Paris, May 5, 2026 -- Sopra Steria today publishes the findings of a landmark study on agentic commerce in Europe, based on a survey of 8,400 consumers across eight countries (France, Belgium, Germany, the United Kingdom, Italy, Spain, the Netherlands and Norway). Across Europe, €310 billion worth of transactions could be assisted by AI agents within ten years.

Key figures:

  • 74% of European consumers still encounter difficulties when shopping online.
  • 55% of Europeans have already heard of agentic commerce.
  • 45% would delegate electronics and tech purchases to an AI agent, against just 16% for healthcare and groceries.
  • 27% consider banks the most legitimate actors to develop shopping agents.

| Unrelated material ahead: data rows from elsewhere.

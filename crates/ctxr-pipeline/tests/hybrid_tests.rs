use std::collections::HashMap;
use std::sync::Arc;

use ctxr_core::config::RetrievalConfig;
use ctxr_core::error::{Error, Result, Stage};
use ctxr_core::traits::{CandidateRetriever, Reranker, RerankInput, Retriever};
use ctxr_core::types::{ChunkId, RankedResult, RetrievalCandidate, SourceKind};
use ctxr_pipeline::HybridRetriever;
use ctxr_services::rerank::OverlapReranker;

struct StaticCandidates {
    hits: Vec<RetrievalCandidate>,
}

impl StaticCandidates {
    fn new(source: SourceKind, ids: &[(&str, f32)]) -> Self {
        Self {
            hits: ids
                .iter()
                .map(|(id, score)| RetrievalCandidate {
                    chunk_id: (*id).to_string(),
                    score: *score,
                    source,
                })
                .collect(),
        }
    }
}

impl CandidateRetriever for StaticCandidates {
    fn retrieve_candidates(&self, _query: &str, k: usize) -> Result<Vec<RetrievalCandidate>> {
        Ok(self.hits.iter().take(k).cloned().collect())
    }
}

struct FailingCandidates;

impl CandidateRetriever for FailingCandidates {
    fn retrieve_candidates(&self, _query: &str, _k: usize) -> Result<Vec<RetrievalCandidate>> {
        Err(Error::Index("segment unreadable".to_string()))
    }
}

struct FailingReranker;

impl Reranker for FailingReranker {
    fn rerank(
        &self,
        _query: &str,
        _candidates: &[RerankInput],
        _top_n: usize,
    ) -> Result<Vec<RankedResult>> {
        Err(Error::Rerank("backend down".to_string()))
    }
}

fn texts(entries: &[(&str, &str)]) -> Arc<HashMap<ChunkId, String>> {
    Arc::new(
        entries
            .iter()
            .map(|(id, text)| ((*id).to_string(), (*text).to_string()))
            .collect(),
    )
}

fn vector_side() -> Arc<dyn CandidateRetriever> {
    Arc::new(StaticCandidates::new(
        SourceKind::Vector,
        &[("a", 0.9), ("b", 0.8), ("c", 0.7)],
    ))
}

fn lexical_side() -> Arc<dyn CandidateRetriever> {
    Arc::new(StaticCandidates::new(
        SourceKind::Lexical,
        &[("b", 12.0), ("d", 8.0)],
    ))
}

fn chunk_texts() -> Arc<HashMap<ChunkId, String>> {
    texts(&[
        ("a", "ferrets are mustelids"),
        ("b", "ferrets sleep most of the day"),
        ("c", "badgers dig setts"),
        ("d", "weasels hunt voles"),
    ])
}

fn hybrid(config: RetrievalConfig) -> HybridRetriever {
    HybridRetriever::new(
        "hybrid",
        vector_side(),
        lexical_side(),
        Arc::new(OverlapReranker),
        chunk_texts(),
        config,
    )
}

#[test]
fn results_are_bounded_and_sorted_descending() {
    let retriever = hybrid(RetrievalConfig::default());
    let results = retriever.retrieve("ferrets sleep", 3).expect("retrieve");
    assert!(results.len() <= 3);
    assert!(results.windows(2).all(|w| w[0].score >= w[1].score));
    // "b" matches both query tokens and must lead.
    assert_eq!(results[0].chunk_id, "b");
}

#[test]
fn results_carry_the_candidates_engine_scores() {
    let retriever = hybrid(RetrievalConfig::default());
    let results = retriever.retrieve("ferrets sleep", 10).expect("retrieve");
    // Every candidate came from a scoring engine, so every result must
    // retain that score next to the rerank score.
    assert!(results.iter().all(|r| r.prior_score.is_some()));
    let top = results.iter().find(|r| r.chunk_id == "b").expect("b ranked");
    assert!(top.prior_score == Some(0.8) || top.prior_score == Some(12.0));
}

#[test]
fn duplicates_reach_the_reranker_by_default() {
    let retriever = hybrid(RetrievalConfig::default());
    // k large enough to not truncate "b"'s second occurrence away.
    let results = retriever.retrieve("ferrets sleep", 10).expect("retrieve");
    let b_count = results.iter().filter(|r| r.chunk_id == "b").count();
    assert_eq!(b_count, 2, "both engines' evidence for b survives");
}

#[test]
fn dedupe_toggle_collapses_duplicates_before_rerank() {
    let retriever = hybrid(RetrievalConfig {
        dedupe_candidates: true,
        ..RetrievalConfig::default()
    });
    let results = retriever.retrieve("ferrets sleep", 10).expect("retrieve");
    let mut ids: Vec<&str> = results.iter().map(|r| r.chunk_id.as_str()).collect();
    ids.sort_unstable();
    ids.dedup();
    assert_eq!(ids.len(), results.len(), "no chunk id appears twice");
}

#[test]
fn repeated_queries_are_deterministic() {
    let retriever = hybrid(RetrievalConfig::default());
    let first = retriever.retrieve("ferrets sleep", 5).expect("retrieve");
    let second = retriever.retrieve("ferrets sleep", 5).expect("retrieve");
    let ids = |rs: &[RankedResult]| rs.iter().map(|r| r.chunk_id.clone()).collect::<Vec<_>>();
    assert_eq!(ids(&first), ids(&second));
}

#[test]
fn vector_stage_failures_are_attributed() {
    let retriever = HybridRetriever::new(
        "hybrid",
        Arc::new(FailingCandidates),
        lexical_side(),
        Arc::new(OverlapReranker),
        chunk_texts(),
        RetrievalConfig::default(),
    );
    match retriever.retrieve("ferrets", 5) {
        Err(Error::Retrieval { stage, .. }) => assert_eq!(stage, Stage::Vector),
        other => panic!("expected vector-stage error, got {other:?}"),
    }
}

#[test]
fn lexical_stage_failures_are_attributed() {
    let retriever = HybridRetriever::new(
        "hybrid",
        vector_side(),
        Arc::new(FailingCandidates),
        Arc::new(OverlapReranker),
        chunk_texts(),
        RetrievalConfig::default(),
    );
    match retriever.retrieve("ferrets", 5) {
        Err(Error::Retrieval { stage, .. }) => assert_eq!(stage, Stage::Lexical),
        other => panic!("expected lexical-stage error, got {other:?}"),
    }
}

#[test]
fn rerank_failures_are_attributed() {
    let retriever = HybridRetriever::new(
        "hybrid",
        vector_side(),
        lexical_side(),
        Arc::new(FailingReranker),
        chunk_texts(),
        RetrievalConfig::default(),
    );
    match retriever.retrieve("ferrets", 5) {
        Err(Error::Retrieval { stage, .. }) => assert_eq!(stage, Stage::Rerank),
        other => panic!("expected rerank-stage error, got {other:?}"),
    }
}

#[test]
fn candidate_missing_from_chunk_store_is_an_error() {
    let retriever = HybridRetriever::new(
        "hybrid",
        vector_side(),
        lexical_side(),
        Arc::new(OverlapReranker),
        texts(&[("a", "only a is known")]),
        RetrievalConfig::default(),
    );
    assert!(matches!(retriever.retrieve("ferrets", 5), Err(Error::Index(_))));
}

A two-speed Europe, led by the North

Awareness of agentic commerce is already considerable across Europe, though it varies significantly by country. More than one in two Europeans (55%) say they have heard of the concept, with 13% claiming to know it well. Northern Europe leads the way: awareness reaches 76% in Norway and 68% in the Netherlands, compared with 61% in Germany and 58% in the United Kingdom. Several southern European markets, along with France (38%) and Belgium (44%), remain well behind.

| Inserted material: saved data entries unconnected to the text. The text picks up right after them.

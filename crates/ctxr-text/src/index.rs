use std::path::{Path, PathBuf};

use tantivy::collector::TopDocs;
use tantivy::query::QueryParser;
use tantivy::schema::Value;
use tantivy::{doc, Index, TantivyDocument};
use tracing::debug;

use ctxr_core::error::{Error, Result};
use ctxr_core::traits::{CandidateRetriever, TextIndexer};
use ctxr_core::types::{Chunk, RetrievalCandidate, SourceKind};

use crate::tantivy_utils::{build_schema, register_tokenizer};

/// BM25 index over chunk text. Indexes the enrichment-aware
/// [`Chunk::embedding_text`] so context-prefixed chunks are searchable
/// by their situating context too.
pub struct LexicalIndex {
    index: Index,
    id_field: tantivy::schema::Field,
    doc_id_field: tantivy::schema::Field,
    text_field: tantivy::schema::Field,
}

impl LexicalIndex {
    /// Create a fresh index directory, replacing any previous one.
    pub fn create(index_dir: PathBuf) -> Result<Self> {
        let schema = build_schema();
        if index_dir.exists() {
            std::fs::remove_dir_all(&index_dir)?;
        }
        std::fs::create_dir_all(&index_dir)?;
        let index = Index::create_in_dir(&index_dir, schema.clone())
            .map_err(|e| Error::Index(e.to_string()))?;
        Self::from_index(index, schema)
    }

    /// Open an existing index directory.
    pub fn open(index_dir: &Path) -> Result<Self> {
        let index = Index::open_in_dir(index_dir).map_err(|e| Error::Index(e.to_string()))?;
        let schema = index.schema();
        Self::from_index(index, schema)
    }

    /// In-memory index, used by tests and one-shot runs.
    pub fn in_memory() -> Result<Self> {
        let schema = build_schema();
        let index = Index::create_in_ram(schema.clone());
        Self::from_index(index, schema)
    }

    fn from_index(index: Index, schema: tantivy::schema::Schema) -> Result<Self> {
        register_tokenizer(&index);
        let id_field = schema
            .get_field("id")
            .map_err(|e| Error::Index(e.to_string()))?;
        let doc_id_field = schema
            .get_field("doc_id")
            .map_err(|e| Error::Index(e.to_string()))?;
        let text_field = schema
            .get_field("text")
            .map_err(|e| Error::Index(e.to_string()))?;
        Ok(Self {
            index,
            id_field,
            doc_id_field,
            text_field,
        })
    }
}

impl TextIndexer for LexicalIndex {
    fn index(&self, chunks: &[Chunk]) -> Result<()> {
        let mut writer = self
            .index
            .writer(50_000_000)
            .map_err(|e| Error::Index(e.to_string()))?;
        for c in chunks {
            let d = doc!(
                self.id_field => c.id.clone(),
                self.doc_id_field => c.doc_id.clone(),
                self.text_field => c.embedding_text(),
            );
            writer
                .add_document(d)
                .map_err(|e| Error::Index(e.to_string()))?;
        }
        writer.commit().map_err(|e| Error::Index(e.to_string()))?;
        debug!(count = chunks.len(), "committed chunks to lexical index");
        Ok(())
    }

    fn search(&self, query: &str, k: usize) -> Result<Vec<RetrievalCandidate>> {
        let reader = self.index.reader().map_err(|e| Error::Index(e.to_string()))?;
        let searcher = reader.searcher();
        let qp = QueryParser::for_index(&self.index, vec![self.text_field]);
        // Lenient parse: natural-language questions carry punctuation the
        // query grammar does not accept.
        let (q, _errors) = qp.parse_query_lenient(query);
        let top_docs = searcher
            .search(&q, &TopDocs::with_limit(k))
            .map_err(|e| Error::Index(e.to_string()))?;
        let mut hits = Vec::new();
        for (score, addr) in top_docs {
            let d: TantivyDocument = searcher.doc(addr).map_err(|e| Error::Index(e.to_string()))?;
            let id = d
                .get_first(self.id_field)
                .and_then(|v| v.as_str())
                .unwrap_or("")
                .to_string();
            hits.push(RetrievalCandidate {
                chunk_id: id,
                score,
                source: SourceKind::Lexical,
            });
        }
        Ok(hits)
    }
}

impl CandidateRetriever for LexicalIndex {
    fn retrieve_candidates(&self, query: &str, k: usize) -> Result<Vec<RetrievalCandidate>> {
        TextIndexer::search(self, query, k)
    }
}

Online shopping is now firmly mainstream across the continent -- only 2% of European respondents say they never buy online -- though frequency varies: 36% of Germans shop online at least once a week, against 19% of French consumers. In more mature markets, AI-driven innovations are likely to gain traction faster, building on habits that are already well established.

AI appeals as a decision-making aid -- but Europeans are still hesitant to hand over the reins

For European consumers, AI is seen primarily as a tool to support better choices: 31% want it to help them decide more wisely, 23% to save time, and 22% to keep spending in check. This expectation is particularly strong in France and Italy, where AI is viewed first and foremost as a means of making better trade-offs; in Germany, it is more closely associated with efficiency and speed. Nearly one in five Europeans (21%), however, see no concrete benefit yet.

Willingness to delegate varies markedly by category: 45% would hand over electronics and tech purchases to an AI agent, 39% energy bills, and 36% insurance -- against just 22% for financial services and 16% for healthcare or groceries. Caution is most pronounced in France, the United Kingdom, Spain and Belgium, while Germany and Norway show considerably more openness.

Banks: the trusted names in agentic commerce

Twenty-seven per cent of Europeans name banks as the most legitimate providers of personal shopping agents -- well ahead of European tech start-ups (14%) and US tech giants (10%). Major European retailers bring up the rear at just 6%.

The reasoning is straightforward: in a model where an agent commits payments on behalf of the consumer, trust in the underlying financial infrastructure comes first. Banks hold the long-term customer relationship, the financial data and the payment systems. That is an advantage technology players cannot simply buy.

Mung Ki Woo, Chief Digital & Innovation Officer, Financial Services Division, Sopra Steria, said: "Banks have a genuine head start in this market. Two priorities are immediately actionable: making their payment instruments compatible with AI agent-initiated transactions and offering merchants agent authentication services. Their legitimacy with consumers is already there -- the task now is to turn it into concrete propositions."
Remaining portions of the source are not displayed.